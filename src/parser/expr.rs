use super::*;

impl Parser {
    pub fn parse_expr(&mut self) -> Result<Expr, ParseError> {
        self.parse_or()
    }

    fn binary(&mut self, op: BinOp, left: Expr, right: Expr) -> Expr {
        let (line, col) = (left.line, left.col);
        self.node_at(line, col, ExprKind::Binary(op, Box::new(left), Box::new(right)))
    }

    pub(super) fn parse_or(&mut self) -> Result<Expr, ParseError> {
        let mut left = self.parse_and()?;

        while self.check_exact(&TokenKind::OrOr) {
            self.advance();
            let right = self.parse_and()?;
            left = self.binary(BinOp::Or, left, right);
        }

        Ok(left)
    }

    pub(super) fn parse_and(&mut self) -> Result<Expr, ParseError> {
        let mut left = self.parse_equality()?;

        while self.check_exact(&TokenKind::AndAnd) {
            self.advance();
            let right = self.parse_equality()?;
            left = self.binary(BinOp::And, left, right);
        }

        Ok(left)
    }

    pub(super) fn parse_equality(&mut self) -> Result<Expr, ParseError> {
        let mut left = self.parse_relational()?;

        loop {
            let op = match &self.current().kind {
                TokenKind::Eq => BinOp::Eq,
                TokenKind::Neq => BinOp::Neq,
                _ => break,
            };
            self.advance();
            let right = self.parse_relational()?;
            left = self.binary(op, left, right);
        }

        Ok(left)
    }

    /// Relational operators are left-associative, so `< 1 >` inside brackets
    /// comes out as `(missing < 1) > missing`.
    pub(super) fn parse_relational(&mut self) -> Result<Expr, ParseError> {
        let mut left = self.parse_additive()?;

        loop {
            let op = match &self.current().kind {
                TokenKind::Lt => BinOp::Lt,
                TokenKind::Gt => BinOp::Gt,
                TokenKind::Lte => BinOp::Lte,
                TokenKind::Gte => BinOp::Gte,
                _ => break,
            };
            self.advance();
            let right = self.parse_additive()?;
            left = self.binary(op, left, right);
        }

        Ok(left)
    }

    pub(super) fn parse_additive(&mut self) -> Result<Expr, ParseError> {
        let mut left = self.parse_multiplicative()?;

        loop {
            let op = match &self.current().kind {
                TokenKind::Plus => BinOp::Add,
                TokenKind::Minus => BinOp::Sub,
                _ => break,
            };
            self.advance();
            let right = self.parse_multiplicative()?;
            left = self.binary(op, left, right);
        }

        Ok(left)
    }

    pub(super) fn parse_multiplicative(&mut self) -> Result<Expr, ParseError> {
        let mut left = self.parse_unary()?;

        loop {
            let op = match &self.current().kind {
                TokenKind::Star => BinOp::Mul,
                TokenKind::Slash => BinOp::Div,
                TokenKind::Percent => BinOp::Rem,
                _ => break,
            };
            self.advance();
            let right = self.parse_unary()?;
            left = self.binary(op, left, right);
        }

        Ok(left)
    }

    pub(super) fn parse_unary(&mut self) -> Result<Expr, ParseError> {
        let op = match &self.current().kind {
            TokenKind::Minus => UnaryOp::Neg,
            TokenKind::Bang => UnaryOp::Not,
            _ => return self.parse_postfix(),
        };
        let (line, col) = (self.current().line, self.current().col);
        self.advance();
        let operand = self.parse_unary()?;
        Ok(self.node_at(line, col, ExprKind::Unary(op, Box::new(operand))))
    }

    pub(super) fn parse_postfix(&mut self) -> Result<Expr, ParseError> {
        let mut expr = self.parse_primary()?;

        loop {
            let (line, col) = (expr.line, expr.col);
            match &self.current().kind {
                TokenKind::Dot => {
                    self.advance();
                    let name = self.expect_ident("member name after '.'")?;
                    expr = self.node_at(line, col, ExprKind::Member(Box::new(expr), name));
                }
                TokenKind::LParen => {
                    self.advance();
                    let args = self.parse_args(&TokenKind::RParen)?;
                    expr = self.node_at(line, col, ExprKind::Call(Box::new(expr), args));
                }
                TokenKind::LBracket => {
                    self.advance();
                    let args = self.parse_args(&TokenKind::RBracket)?;
                    expr = self.node_at(line, col, ExprKind::Index(Box::new(expr), args));
                }
                _ => break,
            }
        }

        Ok(expr)
    }

    /// Comma-separated arguments up to and including `close`. An empty slot
    /// between commas becomes a `Missing` argument.
    pub(super) fn parse_args(&mut self, close: &TokenKind) -> Result<Vec<Expr>, ParseError> {
        let mut args = Vec::new();

        if self.check_exact(close) {
            self.advance();
            return Ok(args);
        }

        loop {
            args.push(self.parse_expr()?);
            if self.check_exact(&TokenKind::Comma) {
                self.advance();
                continue;
            }
            break;
        }

        self.expect_exact(close)?;
        Ok(args)
    }

    /// Tokens that end an operand without starting one. Seeing one where an
    /// operand is required yields a `Missing` node rather than an error.
    fn ends_operand(kind: &TokenKind) -> bool {
        matches!(
            kind,
            TokenKind::Lt
                | TokenKind::Gt
                | TokenKind::Lte
                | TokenKind::Gte
                | TokenKind::Comma
                | TokenKind::Semi
                | TokenKind::RParen
                | TokenKind::RBracket
                | TokenKind::RBrace
        )
    }

    pub(super) fn parse_primary(&mut self) -> Result<Expr, ParseError> {
        match self.current().kind.clone() {
            TokenKind::Int(i) => {
                let node = self.node_here(ExprKind::Literal(Literal::Int(i)));
                self.advance();
                Ok(node)
            }
            TokenKind::Double(f) => {
                let node = self.node_here(ExprKind::Literal(Literal::Double(f)));
                self.advance();
                Ok(node)
            }
            TokenKind::Str(s) => {
                let node = self.node_here(ExprKind::Literal(Literal::Str(s)));
                self.advance();
                Ok(node)
            }
            TokenKind::Char(c) => {
                let node = self.node_here(ExprKind::Literal(Literal::Char(c)));
                self.advance();
                Ok(node)
            }
            TokenKind::Bool(b) => {
                let node = self.node_here(ExprKind::Literal(Literal::Bool(b)));
                self.advance();
                Ok(node)
            }
            TokenKind::Null => {
                let node = self.node_here(ExprKind::Literal(Literal::Null));
                self.advance();
                Ok(node)
            }
            TokenKind::Ident(name) => {
                let node = self.node_here(ExprKind::Ident(name));
                self.advance();
                Ok(node)
            }
            TokenKind::LParen => {
                let (line, col) = (self.current().line, self.current().col);
                self.advance();
                let inner = self.parse_expr()?;
                self.expect_exact(&TokenKind::RParen)?;
                Ok(self.node_at(line, col, ExprKind::Paren(Box::new(inner))))
            }
            TokenKind::LBracket => {
                // A bracket with nothing in front: element access whose receiver is missing.
                let (line, col) = (self.current().line, self.current().col);
                let receiver = self.node_here(ExprKind::Missing);
                self.advance();
                let args = self.parse_args(&TokenKind::RBracket)?;
                Ok(self.node_at(line, col, ExprKind::Index(Box::new(receiver), args)))
            }
            TokenKind::New => self.parse_new(),
            ref kind if Self::ends_operand(kind) => Ok(self.node_here(ExprKind::Missing)),
            _ => Err(self.error(format!(
                "Unexpected token in expression: {:?}",
                self.current().kind
            ))),
        }
    }

    /// `new T(args)`, `new T { init }` or `new T(args) { init }`
    pub(super) fn parse_new(&mut self) -> Result<Expr, ParseError> {
        let (line, col) = (self.current().line, self.current().col);
        self.expect_exact(&TokenKind::New)?;
        let ty = self.parse_type()?;

        let args = if self.check_exact(&TokenKind::LParen) {
            self.advance();
            Some(self.parse_args(&TokenKind::RParen)?)
        } else {
            None
        };

        let init = if self.check_exact(&TokenKind::LBrace) {
            self.advance();
            Some(self.parse_initializer()?)
        } else {
            None
        };

        if args.is_none() && init.is_none() {
            return Err(self.error(format!(
                "Expected '(' or '{{' after type in new expression, found {:?}",
                self.current().kind
            )));
        }

        Ok(self.node_at(line, col, ExprKind::New { ty, args, init }))
    }

    /// Elements of `{ a, b, c }` after the opening brace; a trailing comma is allowed.
    fn parse_initializer(&mut self) -> Result<Vec<Expr>, ParseError> {
        let mut elements = Vec::new();

        while !self.check_exact(&TokenKind::RBrace) && !self.is_eof() {
            elements.push(self.parse_expr()?);
            if self.check_exact(&TokenKind::Comma) {
                self.advance();
            } else {
                break;
            }
        }

        self.expect_exact(&TokenKind::RBrace)?;
        Ok(elements)
    }
}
# # # #
[EXERCISE GOAL]:
Output the material above exactly, but only from the line that carries "pub(super) fn parse_unary(&mut" through the line that carries "between commas becomes".

[OUTPUT BELOW]:
    pub(super) fn parse_unary(&mut self) -> Result<Expr, ParseError> {
        let op = match &self.current().kind {
            TokenKind::Minus => UnaryOp::Neg,
            TokenKind::Bang => UnaryOp::Not,
            _ => return self.parse_postfix(),
        };
        let (line, col) = (self.current().line, self.current().col);
        self.advance();
        let operand = self.parse_unary()?;
        Ok(self.node_at(line, col, ExprKind::Unary(op, Box::new(operand))))
    }

    pub(super) fn parse_postfix(&mut self) -> Result<Expr, ParseError> {
        let mut expr = self.parse_primary()?;

        loop {
            let (line, col) = (expr.line, expr.col);
            match &self.current().kind {
                TokenKind::Dot => {
                    self.advance();
                    let name = self.expect_ident("member name after '.'")?;
                    expr = self.node_at(line, col, ExprKind::Member(Box::new(expr), name));
                }
                TokenKind::LParen => {
                    self.advance();
                    let args = self.parse_args(&TokenKind::RParen)?;
                    expr = self.node_at(line, col, ExprKind::Call(Box::new(expr), args));
                }
                TokenKind::LBracket => {
                    self.advance();
                    let args = self.parse_args(&TokenKind::RBracket)?;
                    expr = self.node_at(line, col, ExprKind::Index(Box::new(expr), args));
                }
                _ => break,
            }
        }

        Ok(expr)
    }

    /// Comma-separated arguments up to and including `close`. An empty slot
    /// between commas becomes a `Missing` argument.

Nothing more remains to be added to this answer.